* **WHAT TO WORK ON**
The required answer is a copy of each line in the entries below that includes "foto".

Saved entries
pub(crate) mod codec;
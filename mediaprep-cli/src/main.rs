use std::path::{Path, PathBuf};

use anyhow::Context as _;
use clap::{Args, Parser, Subcommand};
use sha2::Digest as _;

#[derive(Parser, Debug)]
#[command(name = "mediaprep", version, about = "Prepare site images and videos")]
struct Cli {
    /// Enable debug logging (includes full ffmpeg command lines).
    #[arg(short, long, global = true)]
    verbose: bool,

    /// ffmpeg executable. Defaults to $MEDIAPREP_FFMPEG, then `ffmpeg` on PATH.
    #[arg(long, global = true)]
    ffmpeg: Option<PathBuf>,

    #[command(subcommand)]
    cmd: Command,
}

#[derive(Subcommand, Debug)]
enum Command {
    /// Replace near-white backgrounds of the client logos with a solid color.
    Recolor(RecolorArgs),
    /// Make near-white backgrounds of the client logos transparent.
    RemoveBg(RemoveBgArgs),
    /// Keep only near-white content of one image; everything else becomes transparent.
    Isolate(IsolateArgs),
    /// Stack the chef hat on the face icon.
    ComposeIcon(ComposeIconArgs),
    /// Print format, color model and pixel samples of images.
    Inspect(InspectArgs),
    /// Segment a video into an HLS playlist (requires `ffmpeg`).
    Hls(HlsArgs),
    /// Re-encode a video to a fast-start MP4 without audio (requires `ffmpeg`).
    Optimize(OptimizeArgs),
    /// Hero video job: HLS, manifest fix, fallback MP4 and poster (requires `ffmpeg`).
    Hero(HeroArgs),
}

#[derive(Args, Debug)]
struct BatchDirs {
    /// Directory holding the original captures.
    #[arg(long, default_value = "foto")]
    src_dir: PathBuf,

    /// Directory the brand assets are written to (created if missing).
    #[arg(long, default_value = "public/images/clients")]
    dst_dir: PathBuf,
}

#[derive(Args, Debug)]
struct RecolorArgs {
    #[command(flatten)]
    dirs: BatchDirs,

    /// Channels must all exceed this value (0-255) for a pixel to be recolored.
    #[arg(long, default_value_t = 230, allow_negative_numbers = true)]
    threshold: i64,

    /// Replacement color as #RRGGBB or r,g,b.
    #[arg(long, default_value = "#E1DDD6")]
    color: mediaprep::RgbColor,
}

#[derive(Args, Debug)]
struct RemoveBgArgs {
    #[command(flatten)]
    dirs: BatchDirs,

    /// Channels must all exceed this value (0-255) for a pixel to become transparent.
    #[arg(long, default_value_t = 200, allow_negative_numbers = true)]
    threshold: i64,
}

#[derive(Args, Debug)]
struct IsolateArgs {
    #[arg(long = "in", default_value = "foto/2024-11-22-12.22.01.png")]
    in_path: PathBuf,

    #[arg(long, default_value = "public/images/clients/peach.png")]
    out: PathBuf,

    /// Pixels with every channel above this value (0-255) are kept.
    #[arg(long, default_value_t = 240, allow_negative_numbers = true)]
    threshold: i64,
}

#[derive(Args, Debug)]
struct ComposeIconArgs {
    #[arg(long, default_value = "public/images/icons8-счастливый-48.png")]
    face: PathBuf,

    #[arg(long, default_value = "public/images/profile-chef.png")]
    hat: PathBuf,

    #[arg(long, default_value = "public/images/profile-chef-happy-v2.png")]
    out: PathBuf,
}

#[derive(Args, Debug)]
struct InspectArgs {
    /// Images to inspect.
    #[arg(required = true)]
    paths: Vec<PathBuf>,

    /// Emit one JSON object per image instead of text.
    #[arg(long)]
    json: bool,
}

#[derive(Args, Debug)]
struct HlsArgs {
    #[arg(long = "in", default_value = "public/videos/hero-video.mov")]
    in_path: PathBuf,

    #[arg(long, default_value = "public/videos/hls")]
    out_dir: PathBuf,

    /// Target segment duration in seconds.
    #[arg(long, default_value_t = 0.5)]
    segment_time: f64,
}

#[derive(Args, Debug)]
struct OptimizeArgs {
    #[arg(long = "in", default_value = "public/videos/hero-video.mov")]
    in_path: PathBuf,

    #[arg(long, default_value = "public/videos/hero-optimized.mp4")]
    out: PathBuf,
}

#[derive(Args, Debug)]
struct HeroArgs {
    /// Directory containing the hero video and receiving all outputs.
    #[arg(long, default_value = "public/videos")]
    videos_dir: PathBuf,

    /// Source video. Defaults to `<videos-dir>/hero-optimized.webm`.
    #[arg(long = "in")]
    in_path: Option<PathBuf>,

    /// Target HLS segment duration in seconds.
    #[arg(long, default_value_t = 0.5)]
    segment_time: f64,

    /// Length of the fallback MP4 in seconds.
    #[arg(long, default_value_t = 12)]
    fallback_secs: u32,
}

fn main() -> anyhow::Result<()> {
    let cli = Cli::parse();

    let log_level = if cli.verbose {
        tracing::Level::DEBUG
    } else {
        tracing::Level::INFO
    };
    tracing_subscriber::fmt()
        .with_max_level(log_level)
        .with_target(false)
        .with_writer(std::io::stderr)
        .init();

    let tool = cli
        .ffmpeg
        .map(mediaprep::FfmpegTool::new)
        .unwrap_or_else(mediaprep::FfmpegTool::from_env);

    match cli.cmd {
        Command::Recolor(args) => {
            let op = mediaprep::BackgroundOp::to_solid(
                mediaprep::Threshold::new(args.threshold)?,
                args.color,
            );
            cmd_batch(&args.dirs, &op)
        }
        Command::RemoveBg(args) => {
            let op =
                mediaprep::BackgroundOp::to_transparent(mediaprep::Threshold::new(args.threshold)?);
            cmd_batch(&args.dirs, &op)
        }
        Command::Isolate(args) => cmd_isolate(args),
        Command::ComposeIcon(args) => cmd_compose_icon(args),
        Command::Inspect(args) => cmd_inspect(args),
        Command::Hls(args) => cmd_hls(&tool, args),
        Command::Optimize(args) => cmd_optimize(&tool, args),
        Command::Hero(args) => cmd_hero(&tool, args),
    }
}

fn cmd_batch(dirs: &BatchDirs, op: &mediaprep::BackgroundOp) -> anyhow::Result<()> {
    let report = mediaprep::run_batch(&dirs.src_dir, &dirs.dst_dir, mediaprep::CLIENT_LOGOS, op)?;
    tracing::info!(
        processed = report.processed(),
        skipped = report.skipped(),
        failed = report.failures(),
        "batch finished"
    );
    if report.failures() > 0 {
        anyhow::bail!(
            "{} of {} images failed",
            report.failures(),
            report.items.len()
        );
    }
    Ok(())
}

fn cmd_isolate(args: IsolateArgs) -> anyhow::Result<()> {
    let op = mediaprep::BackgroundOp::isolate_light(mediaprep::Threshold::new(args.threshold)?);
    let replaced = mediaprep::process_file(&args.in_path, &args.out, &op)
        .with_context(|| format!("isolate '{}'", args.in_path.display()))?;
    tracing::info!(replaced, "successfully processed logo to {}", args.out.display());
    Ok(())
}

fn cmd_compose_icon(args: ComposeIconArgs) -> anyhow::Result<()> {
    mediaprep::compose_icon_files(
        &args.face,
        &args.hat,
        &args.out,
        &mediaprep::IconLayout::default(),
    )?;
    Ok(())
}

fn cmd_inspect(args: InspectArgs) -> anyhow::Result<()> {
    let mut failed = 0usize;
    for path in &args.paths {
        match inspect_one(path, args.json) {
            Ok(()) => {}
            Err(e) => {
                failed += 1;
                tracing::error!("error inspecting {}: {e:#}", path.display());
            }
        }
    }
    if failed > 0 {
        anyhow::bail!("{failed} of {} images could not be inspected", args.paths.len());
    }
    Ok(())
}

fn inspect_one(path: &Path, json: bool) -> anyhow::Result<()> {
    let report = mediaprep::inspect_file(path)?;
    let bytes = std::fs::read(path).with_context(|| format!("read '{}'", path.display()))?;
    let sha = sha256_hex(&bytes);

    if json {
        let mut value = serde_json::to_value(&report).context("serialize image report")?;
        value["sha256"] = serde_json::Value::String(sha);
        println!("{value}");
    } else {
        println!("{report}");
        println!("SHA-256: {sha}");
    }
    Ok(())
}

fn sha256_hex(bytes: &[u8]) -> String {
    let digest = sha2::Sha256::digest(bytes);
    let mut out = String::with_capacity(digest.len() * 2);
    for b in digest {
        out.push_str(&format!("{:02x}", b));
    }
    out
}

fn cmd_hls(tool: &mediaprep::FfmpegTool, args: HlsArgs) -> anyhow::Result<()> {
    tracing::info!("input: {}", args.in_path.display());
    tracing::info!("output: {}", args.out_dir.display());
    let cfg = mediaprep::HlsConfig {
        preset: mediaprep::HlsPreset::Streaming,
        segment_time: args.segment_time,
    };
    let playlist = mediaprep::convert_to_hls(tool, &args.in_path, &args.out_dir, &cfg)?;
    tracing::info!("conversion completed, playlist: {}", playlist.display());
    Ok(())
}

fn cmd_optimize(tool: &mediaprep::FfmpegTool, args: OptimizeArgs) -> anyhow::Result<()> {
    tracing::info!("input: {}", args.in_path.display());
    tracing::info!("output: {}", args.out.display());
    mediaprep::convert_to_faststart_mp4(tool, &args.in_path, &args.out)?;
    tracing::info!("conversion completed: {}", args.out.display());
    Ok(())
}

fn cmd_hero(tool: &mediaprep::FfmpegTool, args: HeroArgs) -> anyhow::Result<()> {
    let mut job = mediaprep::HeroJob::in_videos_dir(&args.videos_dir);
    if let Some(input) = args.in_path {
        job.input = input;
    }
    job.segment_time = args.segment_time;
    job.fallback_duration_secs = args.fallback_secs;

    let report = mediaprep::run_hero_pipeline(tool, &job)?;
    if report.has_failures() {
        anyhow::bail!(
            "hero video job finished with errors (manifest: {:?}, fallback: {:?}, poster: {:?})",
            report.manifest,
            report.fallback_mp4,
            report.poster
        );
    }
    Ok(())
}
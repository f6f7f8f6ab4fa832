use std::path::PathBuf;

use super::*;

#[test]
fn samples_cover_corners_and_center() {
    let mut buf = PixelBuffer::filled(5, 3, [0, 0, 0, 255]).unwrap();
    buf.set_pixel(0, 0, [1, 0, 0, 255]).unwrap();
    buf.set_pixel(4, 0, [2, 0, 0, 255]).unwrap();
    buf.set_pixel(0, 2, [3, 0, 0, 255]).unwrap();
    buf.set_pixel(4, 2, [4, 0, 0, 255]).unwrap();
    buf.set_pixel(2, 1, [5, 0, 0, 255]).unwrap();

    let s = sample_pixels(&buf);
    assert_eq!(
        s.corners,
        [[1, 0, 0, 255], [2, 0, 0, 255], [3, 0, 0, 255], [4, 0, 0, 255]]
    );
    assert_eq!(s.center, [5, 0, 0, 255]);
}

#[test]
fn top_colors_sorted_by_frequency() {
    let beige = [225, 221, 214, 255];
    let white = [255, 255, 255, 255];
    let mut px = vec![beige; 6];
    px.extend([white; 3]);
    px.push([0, 0, 0, 255]);
    let buf = PixelBuffer::from_pixels(10, 1, &px).unwrap();

    let top = top_colors(&buf, 2).unwrap();
    assert_eq!(
        top,
        vec![
            ColorCount {
                count: 6,
                rgba: beige
            },
            ColorCount {
                count: 3,
                rgba: white
            },
        ]
    );
}

#[test]
fn large_palettes_are_not_counted() {
    let px: Vec<Rgba8> = (0..=MAX_COUNTED_COLORS as u32)
        .map(|i| [(i % 256) as u8, (i / 256) as u8, 0, 255])
        .collect();
    let buf = PixelBuffer::from_pixels(px.len() as u32, 1, &px).unwrap();
    assert!(top_colors(&buf, TOP_COLORS).is_none());
}

#[test]
fn inspect_file_reports_format_and_mode() {
    let dir = PathBuf::from("target").join("unit_inspect");
    std::fs::create_dir_all(&dir).unwrap();
    let path = dir.join("logo.png");
    image::RgbImage::from_pixel(4, 2, image::Rgb([225, 221, 214]))
        .save(&path)
        .unwrap();

    let report = inspect_file(&path).unwrap();
    assert_eq!(report.file_name, "logo.png");
    assert_eq!(report.format.as_deref(), Some("PNG"));
    assert_eq!(report.color_type, "Rgb8");
    assert_eq!((report.width, report.height), (4, 2));
    assert_eq!(report.samples.center, [225, 221, 214, 255]);

    let text = report.to_string();
    assert!(text.starts_with("--- logo.png ---"));
    assert!(text.contains("Size: 4x2"));
    assert!(text.contains("8 x [225, 221, 214, 255]"));
}

#[test]
fn inspect_missing_file_is_not_found() {
    assert!(
        inspect_file(Path::new("target/unit_inspect/nope.png"))
            .unwrap_err()
            .is_not_found()
    );
}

* **WORKED SOLUTION**
    #[arg(long, default_value = "foto")]
    #[arg(long = "in", default_value = "foto/2024-11-22-12.22.01.png")]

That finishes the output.